Give back every record below precisely as written.
=======
#[cfg(test)]
mod tests {
    use super::*;
    use crate::chart_config::default_selection;
    use polars::prelude::*;

    fn sales() -> Table {
        Table::new(
            df!(
                "date" => &["2024-01-01", "2024-01-02", "2024-01-03"],
                "category" => &["A", "B", "A"],
                "value" => &[100_i64, 150, 120],
                "ratio" => &[0.5_f64, 0.7, 0.4]
            )
            .unwrap(),
        )
    }

    // Font discovery depends on the host; a draw error is acceptable, a panic is not.
    fn assert_svg_or_draw_error(result: Result<String, RenderError>) {
        match result {
            Ok(svg) => assert!(svg.contains("<svg")),
            Err(RenderError::Draw(_)) => {}
            Err(other) => panic!("unexpected error: {other}"),
        }
    }

    #[test]
    fn every_kind_renders_with_defaults() {
        let table = sales();
        let classes = ColumnClasses::of(&table);
        for kind in ChartKind::ALL {
            let domains = kind.role_domains(&classes, &table.column_names());
            let spec = default_selection(&domains).validate(kind, &domains).unwrap();
            let data = prepare_with_bins(&table, &spec, 5).unwrap();
            assert_svg_or_draw_error(render_svg(&data, &spec, (400, 300)));
        }
    }

    #[test]
    fn heatmap_renders() {
        let table = sales();
        let classes = ColumnClasses::of(&table);
        let matrix = crate::statistics::CorrelationMatrix::compute(&table, &classes.numeric).unwrap();
        let heatmap = CorrelationHeatmap::from_matrix(&matrix);
        assert_svg_or_draw_error(render_heatmap_svg(&heatmap, (400, 400)));
    }

    #[test]
    fn panel_refuses_tables_without_numeric_columns() {
        let table = Table::new(df!("s" => &["a", "b"]).unwrap());
        let mut panel = ChartPanel::default();
        let outcome = panel.render(
            &table,
            &ColumnClasses::of(&table),
            ChartKind::Histogram,
            &RoleSelection::default(),
        );
        assert_eq!(outcome, ChartOutcome::NoNumericColumns);
        assert!(panel.last_rendered().is_none());

        let err = panel
            .try_render(
                &table,
                &ColumnClasses::of(&table),
                ChartKind::Bar,
                &RoleSelection::default(),
            )
            .unwrap_err();
        assert_eq!(err, RenderError::NoNumericColumns);
        assert_eq!(err.to_string(), "No numeric columns found for visualization");
    }

    #[test]
    fn panel_failure_keeps_previous_chart() {
        let table = sales();
        let classes = ColumnClasses::of(&table);
        let mut panel = ChartPanel::with_size((400, 300));
        let good = RoleSelection {
            x: Some("ratio".into()),
            y: Some("value".into()),
            color: None,
        };
        let first = panel.render(&table, &classes, ChartKind::Scatter, &good);

        let bad = RoleSelection {
            x: Some("category".into()),
            ..good
        };
        let outcome = panel.render(&table, &classes, ChartKind::Scatter, &bad);
        let ChartOutcome::Failed { message } = outcome else {
            panic!("expected failure")
        };
        assert!(message.starts_with("Error generating chart:"));

        match first {
            ChartOutcome::Rendered(chart) => assert_eq!(panel.last_rendered(), Some(&chart)),
            ChartOutcome::Failed { .. } => assert!(panel.last_rendered().is_none()),
            ChartOutcome::NoNumericColumns => panic!("table has numeric columns"),
        }
    }

    #[test]
    fn categorical_labels_only_on_positions() {
        let labels = vec!["a".to_string(), "b".to_string()];
        assert_eq!(ordinal_label(&labels, 1.0), "b");
        assert_eq!(ordinal_label(&labels, 0.5), "");
        assert_eq!(ordinal_label(&labels, 2.0), "");
        assert_eq!(ordinal_label(&labels, -1.0), "");
    }
}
=======
Solution for this task:
#[cfg(test)]
mod tests {
    use super::*;
    use crate::chart_config::default_selection;
    use polars::prelude::*;

    fn sales() -> Table {
        Table::new(
            df!(
                "date" => &["2024-01-01", "2024-01-02", "2024-01-03"],
                "category" => &["A", "B", "A"],
                "value" => &[100_i64, 150, 120],
                "ratio" => &[0.5_f64, 0.7, 0.4]
            )
            .unwrap(),
        )
    }

    // Font discovery depends on the host; a draw error is acceptable, a panic is not.
    fn assert_svg_or_draw_error(result: Result<String, RenderError>) {
        match result {
            Ok(svg) => assert!(svg.contains("<svg")),
            Err(RenderError::Draw(_)) => {}
            Err(other) => panic!("unexpected error: {other}"),
        }
    }

    #[test]
    fn every_kind_renders_with_defaults() {
        let table = sales();
        let classes = ColumnClasses::of(&table);
        for kind in ChartKind::ALL {
            let domains = kind.role_domains(&classes, &table.column_names());
            let spec = default_selection(&domains).validate(kind, &domains).unwrap();
            let data = prepare_with_bins(&table, &spec, 5).unwrap();
            assert_svg_or_draw_error(render_svg(&data, &spec, (400, 300)));
        }
    }

    #[test]
    fn heatmap_renders() {
        let table = sales();
        let classes = ColumnClasses::of(&table);
        let matrix = crate::statistics::CorrelationMatrix::compute(&table, &classes.numeric).unwrap();
        let heatmap = CorrelationHeatmap::from_matrix(&matrix);
        assert_svg_or_draw_error(render_heatmap_svg(&heatmap, (400, 400)));
    }

    #[test]
    fn panel_refuses_tables_without_numeric_columns() {
        let table = Table::new(df!("s" => &["a", "b"]).unwrap());
        let mut panel = ChartPanel::default();
        let outcome = panel.render(
            &table,
            &ColumnClasses::of(&table),
            ChartKind::Histogram,
            &RoleSelection::default(),
        );
        assert_eq!(outcome, ChartOutcome::NoNumericColumns);
        assert!(panel.last_rendered().is_none());

        let err = panel
            .try_render(
                &table,
                &ColumnClasses::of(&table),
                ChartKind::Bar,
                &RoleSelection::default(),
            )
            .unwrap_err();
        assert_eq!(err, RenderError::NoNumericColumns);
        assert_eq!(err.to_string(), "No numeric columns found for visualization");
    }

    #[test]
    fn panel_failure_keeps_previous_chart() {
        let table = sales();
        let classes = ColumnClasses::of(&table);
        let mut panel = ChartPanel::with_size((400, 300));
        let good = RoleSelection {
            x: Some("ratio".into()),
            y: Some("value".into()),
            color: None,
        };
        let first = panel.render(&table, &classes, ChartKind::Scatter, &good);

        let bad = RoleSelection {
            x: Some("category".into()),
            ..good
        };
        let outcome = panel.render(&table, &classes, ChartKind::Scatter, &bad);
        let ChartOutcome::Failed { message } = outcome else {
            panic!("expected failure")
        };
        assert!(message.starts_with("Error generating chart:"));

        match first {
            ChartOutcome::Rendered(chart) => assert_eq!(panel.last_rendered(), Some(&chart)),
            ChartOutcome::Failed { .. } => assert!(panel.last_rendered().is_none()),
            ChartOutcome::NoNumericColumns => panic!("table has numeric columns"),
        }
    }

    #[test]
    fn categorical_labels_only_on_positions() {
        let labels = vec!["a".to_string(), "b".to_string()];
        assert_eq!(ordinal_label(&labels, 1.0), "b");
        assert_eq!(ordinal_label(&labels, 0.5), "");
        assert_eq!(ordinal_label(&labels, 2.0), "");
        assert_eq!(ordinal_label(&labels, -1.0), "");
    }
}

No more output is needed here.